В Митавский замок к королю вскоре прибыла и Madame Royale, принцесса Мария – Тереза-Шарлотта, дочь казненного Людовика XVI, сестра несчастного дофина Франции. Император Павел обещал своему гостю: «Государь, брат мой, королевская принцесса будет вам возвращена, или я не буду Павел I», – и выполнил в точности свое обещание.

Madame Royale венчалась в Митаве с герцогом Ангулемским. Белые лилии королевского дома собрались в курляндской столице, чтобы замерзать в варварских снегах. Суровая северная империя стала домом изгнания.

Тогда на Волыни последние войска эмигрантов переносили свое «Галлиполи». На Волыни стал пеший полк принца Конде, в Луцк пришел батальон герцога Бурбона, пять эскадронов д'Ейгета и последняя артиллерийская рота. В Ковеле стали два батальона Гогенлоэ, а во Владимире-Волынском – конный полк де Бари. Французы носили русские мушкетерские и драгунские мундиры, только на шапках гренадеров Бурбона были сохранены королевские лилии.

Император Павел не отказывал в гостеприимстве и «раскаянным якобитам», он даже принимал в Гатчине самое «исчадие революции», мятежного генерала Демуръе, изменившего конвенту. Бежавший якобинский генерал жил в Санкт-Петербурге. А в пасмурной Гатчине занимали тогда караулы швейцарские роты, последние двести человек швейцарской гвардии, которая защищала в Париже короля Людовика XVI.

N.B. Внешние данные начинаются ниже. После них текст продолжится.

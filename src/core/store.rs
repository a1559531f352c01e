//! 视频数据库的磁盘布局
//!
//! `{root}/raw/{id}.{ext}` 放原始视频和同名 `.srt` 边车字幕，
//! `{root}/{id}/frames/` 放抽出的帧。目录按需创建，从不清理。

use std::fs;
use std::io;
use std::path::{Path, PathBuf};

#[derive(Debug, Clone)]
pub struct VideoStore {
    root: PathBuf,
}

impl VideoStore {
    pub fn new(root: impl Into<PathBuf>) -> Self {
        Self { root: root.into() }
    }

    pub fn raw_dir(&self) -> PathBuf {
        self.root.join("raw")
    }

    pub fn ensure_raw_dir(&self) -> io::Result<PathBuf> {
        let dir = self.raw_dir();
        fs::create_dir_all(&dir)?;
        Ok(dir)
    }

    pub fn frames_dir(&self, video_stem: &str) -> PathBuf {
        self.root.join(video_stem).join("frames")
    }

    pub fn ensure_frames_dir(&self, video_stem: &str) -> io::Result<PathBuf> {
        let dir = self.frames_dir(video_stem);
        fs::create_dir_all(&dir)?;
        Ok(dir)
    }

    /// 把本地视频原样拷贝进 raw 目录，保留原文件名
    pub fn copy_into_raw(&self, source: &Path) -> io::Result<PathBuf> {
        let raw_dir = self.ensure_raw_dir()?;
        let file_name = source.file_name().ok_or_else(|| {
            io::Error::new(io::ErrorKind::InvalidInput, "source has no file name")
        })?;
        let destination = raw_dir.join(file_name);
        fs::copy(source, &destination)?;
        Ok(destination)
    }

    /// 边车字幕路径 = 视频路径换成 .srt 扩展名
    pub fn sidecar_srt_path(video_path: &Path) -> PathBuf {
        video_path.with_extension("srt")
    }
}
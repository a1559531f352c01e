//! 视频入库：远程下载或本地拷贝到 raw 目录

use std::fs;
use std::path::{Path, PathBuf};

use log::info;
use thiserror::Error;

use crate::config::Config;
use crate::core::downloader::{DownloadError, YtDlp};
use crate::core::is_youtube_url;
use crate::core::store::VideoStore;

#[derive(Debug, Error)]
pub enum LoadError {
    #[error("provided URL is not a valid YouTube link: {0}")]
    NotYoutube(String),
    #[error("source path '{0}' does not exist")]
    MissingSource(PathBuf),
    #[error("source path '{0}' is a directory, not a file")]
    SourceIsDirectory(PathBuf),
    #[error("a subtitle source is required when subtitles are requested for a local video")]
    MissingSubtitleSource,
    #[error("only SRT subtitle files are supported for local videos, got '{0}'")]
    UnsupportedSubtitleFormat(PathBuf),
    #[error("subtitle file '{0}' not found")]
    MissingSubtitleFile(PathBuf),
    #[error("downloaded subtitle for '{0}' not found in the raw directory")]
    DownloadedSubtitleMissing(String),
    #[error(transparent)]
    Download(#[from] DownloadError),
    #[error("IO error: {0}")]
    Io(#[from] std::io::Error),
}

/// 把视频加载进视频数据库，返回落盘后的绝对路径。
///
/// `source` 是 YouTube 链接或本地文件路径。`subtitle` 为 Some 时同时准备
/// 边车字幕：远程视频传语言代码（如 "en"），本地视频传 `.srt` 文件路径。
pub fn load_video(
    config: &Config,
    source: &str,
    subtitle: Option<&str>,
) -> Result<PathBuf, LoadError> {
    let store = VideoStore::new(&config.storage_root);

    if source.starts_with("http://") || source.starts_with("https://") {
        load_remote(config, &store, source, subtitle)
    } else {
        load_local(&store, Path::new(source), subtitle)
    }
}

fn load_remote(
    config: &Config,
    store: &VideoStore,
    url: &str,
    sub_lang: Option<&str>,
) -> Result<PathBuf, LoadError> {
    if !is_youtube_url(url) {
        return Err(LoadError::NotYoutube(url.to_string()));
    }
    let raw_dir = store.ensure_raw_dir()?;
    let downloader = YtDlp::new(config);

    let probed = downloader.probe(url)?;
    downloader.download(url, &raw_dir, sub_lang)?;

    // merge-output-format=mp4 决定了最终扩展名
    let video_path = raw_dir.join(format!("{}.mp4", probed.id));
    let video_path = if video_path.is_file() {
        video_path
    } else {
        raw_dir.join(format!("{}.{}", probed.id, probed.ext))
    };

    if sub_lang.is_some() {
        adopt_downloaded_subtitle(&raw_dir, &probed.id, &video_path)?;
    }

    info!("stored remote video at {}", video_path.display());
    Ok(fs::canonicalize(video_path)?)
}

/// yt-dlp 写出的字幕叫 `{id}.{lang}.srt`，统一改名成 `{id}.srt`
fn adopt_downloaded_subtitle(
    raw_dir: &Path,
    video_id: &str,
    video_path: &Path,
) -> Result<(), LoadError> {
    let sidecar = VideoStore::sidecar_srt_path(video_path);
    for entry in fs::read_dir(raw_dir)? {
        let entry = entry?;
        let name = entry.file_name();
        let name = name.to_string_lossy();
        if name.starts_with(video_id) && name.ends_with(".srt") && entry.path() != sidecar {
            fs::rename(entry.path(), &sidecar)?;
            return Ok(());
        }
    }
    if sidecar.is_file() {
        return Ok(());
    }
    Err(LoadError::DownloadedSubtitleMissing(video_id.to_string()))
}

fn load_local(
    store: &VideoStore,
    source: &Path,
    subtitle: Option<&str>,
) -> Result<PathBuf, LoadError> {
    if !source.exists() {
        return Err(LoadError::MissingSource(source.to_path_buf()));
    }
    if !source.is_file() {
        return Err(LoadError::SourceIsDirectory(source.to_path_buf()));
    }

    // 字幕先校验再动盘，避免拷了视频却在字幕上报错
    let subtitle_source = match subtitle {
        Some(raw) if raw.is_empty() => return Err(LoadError::MissingSubtitleSource),
        Some(raw) => {
            let path = PathBuf::from(raw);
            let is_srt = path
                .extension()
                .and_then(|e| e.to_str())
                .map(|e| e.eq_ignore_ascii_case("srt"))
                .unwrap_or(false);
            if !is_srt {
                return Err(LoadError::UnsupportedSubtitleFormat(path));
            }
            if !path.is_file() {
                return Err(LoadError::MissingSubtitleFile(path));
            }
            Some(path)
        }
        None => None,
    };

    let video_path = store.copy_into_raw(source)?;
    if let Some(subtitle_path) = subtitle_source {
        let sidecar = VideoStore::sidecar_srt_path(&video_path);
        fs::copy(&subtitle_path, &sidecar)?;
        info!("stored sidecar subtitle at {}", sidecar.display());
    }

    info!("stored local video at {}", video_path.display());
    Ok(fs::canonicalize(video_path)?)
}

Я был в Митаве, чтобы отыскать усыпальницу аббата Эджеворта де Фирмон, духовника казненного короля.

У Анненских ворот – так по памяти о старинных воротах называется в Митаве безлюдная и пыльная улица, я встретил седую даму и девушку.

Дама растолковала мне дорогу к запущенному кладбищу, а девушка оказалась глухонемой. И помню ее внезапное и жалостное мычанье. Дама сказала мне:

– Она прощается с вами и желает удачи.

На кладбище я увидел тяжелые, каменные кресты старообрядцев – осьмиконечные и неуклюжие глыбы, на которых высечены длинные буквы, как будто всегда «Исус», поросшие черным мхом. И только надобно перепрыгнуть канаву, полную прелых листьев, чтобы из сумрачной Московии попасть на кладбище Европы, к католикам.

Там и нашел я часовню аббата Эджеворта, шотландца с горячими глазами, который на самой гильотине отпустил грехи Людовику XVI. История помнит напутственные слова аббата: «Сын Людовика Святого, ты восходишь на небеса».